L'utilisation du VX, un agent neurotoxique interdit, pour assassiner en Malaisie le demi-frère du dirigeant nord-coréen constitue une « violation patente » des traités internationaux, a estimé vendredi la Corée du Sud.

« Nous sommes choqués par les dernières révélations des autorités malaisiennes selon lesquelles le VX [...] a été utilisé pour tuer Kim Jong-Nam », a déclaré dans un communiqué le ministère sud-coréen des Affaires étrangères.

Il a pointé « une violation patente de la Convention sur les armes chimiques et d'autres normes internationales ».

Séoul, qui voit la main de Pyongyang derrière l'assassinat de Kim Jong-Nam à l'aéroport de Kuala Lumpur, est contrairement à la Corée du Nord signataire de la Convention sur l'interdiction des armes chimiques, entrée en vigueur en 1997.

« L'utilisation des armes chimiques est strictement interdite, partout, quelle qu'en soit la raison », poursuit le ministère.

Le ministère sud-coréen de la Défense avait affirmé en 2014 dans un rapport que le Nord avait commencé dans les années 80 à produire des armes chimiques et estimé qu'il disposait de stocks de 2500 à 5000 tonnes.

En 2015, le groupe de réflexion américain Nuclear Threat Initiative estimait lui que la Corée du Nord était le pays au monde possédant le troisième plus gros stock d'armes chimiques au monde, après les États-Unis et la Russie.

Une goutte pourrait tuer 500 personnes

L'agent neurotoxique VX qui a vraisemblablement été utilisé pour assassiner Kim Jong-nam est considéré par plusieurs comme le pire produit du genre jamais inventé.

Ayant la viscosité de l'huile à moteur, il peut persister dans l'environnement et même une quantité infime inonde l'organisme de la victime de fluides, ce qui lui donne l'impression de se noyer avant de mourir.

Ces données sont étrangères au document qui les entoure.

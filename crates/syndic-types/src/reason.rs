use serde::{Deserialize, Serialize};
use std::fmt;

/// Operator fault classes adjudicated by the slashing policy table.
#[derive(Debug, Clone, Copy, PartialEq, Eq, Hash, Serialize, Deserialize)]
pub enum FaultReason {
    /// Faulty contribution during distributed key generation.
    KeyGenFault,
    /// Published an invalid decryption share.
    DecryptionFault,
    /// Published a ciphertext output whose correctness proof fails.
    InvalidOutput,
    /// Failed to participate while selected and active.
    Unavailability,
    /// Signed two conflicting artifacts for the same job.
    Equivocation,
}

impl fmt::Display for FaultReason {
    fn fmt(&self, f: &mut fmt::Formatter<'_>) -> fmt::Result {
        let s = match self {
            FaultReason::KeyGenFault => "keygen-fault",
            FaultReason::DecryptionFault => "decryption-fault",
            FaultReason::InvalidOutput => "invalid-output",
            FaultReason::Unavailability => "unavailability",
            FaultReason::Equivocation => "equivocation",
        };
        write!(f, "{}", s)
    }
}

/// Terminal failure classification recorded on a failed job.
#[derive(Debug, Clone, Copy, PartialEq, Eq, Hash, Serialize, Deserialize)]
pub enum JobFailureReason {
    /// Sortition closed with fewer than `m` submissions.
    CommitteeSelectionFailed,
    /// No committee finalized before the request deadline.
    CommitteeFormationTimeout,
    /// Committee never published its aggregated key in time.
    KeyPublishTimeout,
    /// Job was never activated before the input deadline.
    ActivationTimeout,
    /// Ciphertext output missed the compute deadline.
    ComputeTimeout,
    /// Plaintext output missed the decryption deadline.
    DecryptionTimeout,
    /// Expulsions dropped the committee below quorum.
    CommitteeBelowQuorum(FaultReason),
}

impl fmt::Display for JobFailureReason {
    fn fmt(&self, f: &mut fmt::Formatter<'_>) -> fmt::Result {
        match self {
            JobFailureReason::CommitteeSelectionFailed => write!(f, "committee-selection-failed"),
            JobFailureReason::CommitteeFormationTimeout => write!(f, "committee-formation-timeout"),
            JobFailureReason::KeyPublishTimeout => write!(f, "key-publish-timeout"),
            JobFailureReason::ActivationTimeout => write!(f, "activation-timeout"),
            JobFailureReason::ComputeTimeout => write!(f, "compute-timeout"),
            JobFailureReason::DecryptionTimeout => write!(f, "decryption-timeout"),
            JobFailureReason::CommitteeBelowQuorum(fault) => {
                write!(f, "committee-below-quorum({})", fault)
            }
        }
    }
}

Un expert américain, le toxicologue John Trestrail, a dit qu'une quantité de VX équivalente au poids de seulement deux pièces d'un sou suffirait pour tuer 500 personnes en étant appliquée sur leur peau. Le produit est si difficile à obtenir qu'il provenait probablement d'un laboratoire d'armes chimiques, ce qui augmente la probabilité que le meurtre ait été orchestré par un gouvernement.

M. Trestrail et d'autres soulignent toutefois que les tests malaisiens qui ont détecté la présence du VX devraient être validés par un laboratoire indépendant, compte tenu de la rareté du produit.

Le VX est une arme chimique de couleur ambrée, sans goût et sans odeur, qui a été développée dans les années 1950. Quand il est respiré ou absorbé par la peau, le produit interfère avec le système nerveux, en plus de provoquer un resserrement de la gorge et une accumulation de sécrétions, ce qui cause des difficultés respiratoires. La victime se met à suer abondamment, elle urine et défèque de manière incontrôlée, puis elle souffre de convulsions et de paralysie avant de mourir.

Un antidote, l'atropine, peut être injecté après l'exposition, et le personnel médical actif en zone de guerre en est équipé.

Un autre toxicologue, Bruce Goldberg, s'est demandé pourquoi l'attaque contre Kim Jong-nam n'a pas fait d'autres victimes. Des caméras de surveillance montrent deux femmes enduisant le visage de la victime avec leurs mains nues, sans pour autant sembler souffrir de problèmes de santé graves. La police malaisienne a toutefois dévoilé récemment que l'une d'elles a été prise de vomissements après l'attaque.

Les deux femmes et un autre individu ont été arrêtés, et la police malaisienne recherche plusieurs autres suspects.

«Si elles ont utilisé leurs mains nues, il est tout simplement impossible qu'elles aient pu l'exposer au VX sans avoir pris des précautions, a dit M. Goldberg. Et la seule précaution que je connais serait d'avoir pris l'antidote avant de passer aux actes.»

Personne d'autre - ni les employés de l'aéroport, ni le personnel médical qui a porté secours à Kim Jong-nam, ni les dizaines de milliers de passagers qui sont passés dans l'aérogare depuis l'attaque - n'a présenté de symptômes.

M. Trestrail a prévenu que la menace du VX persistera longtemps si les lieux ne sont pas décontaminés soigneusement par des spécialistes.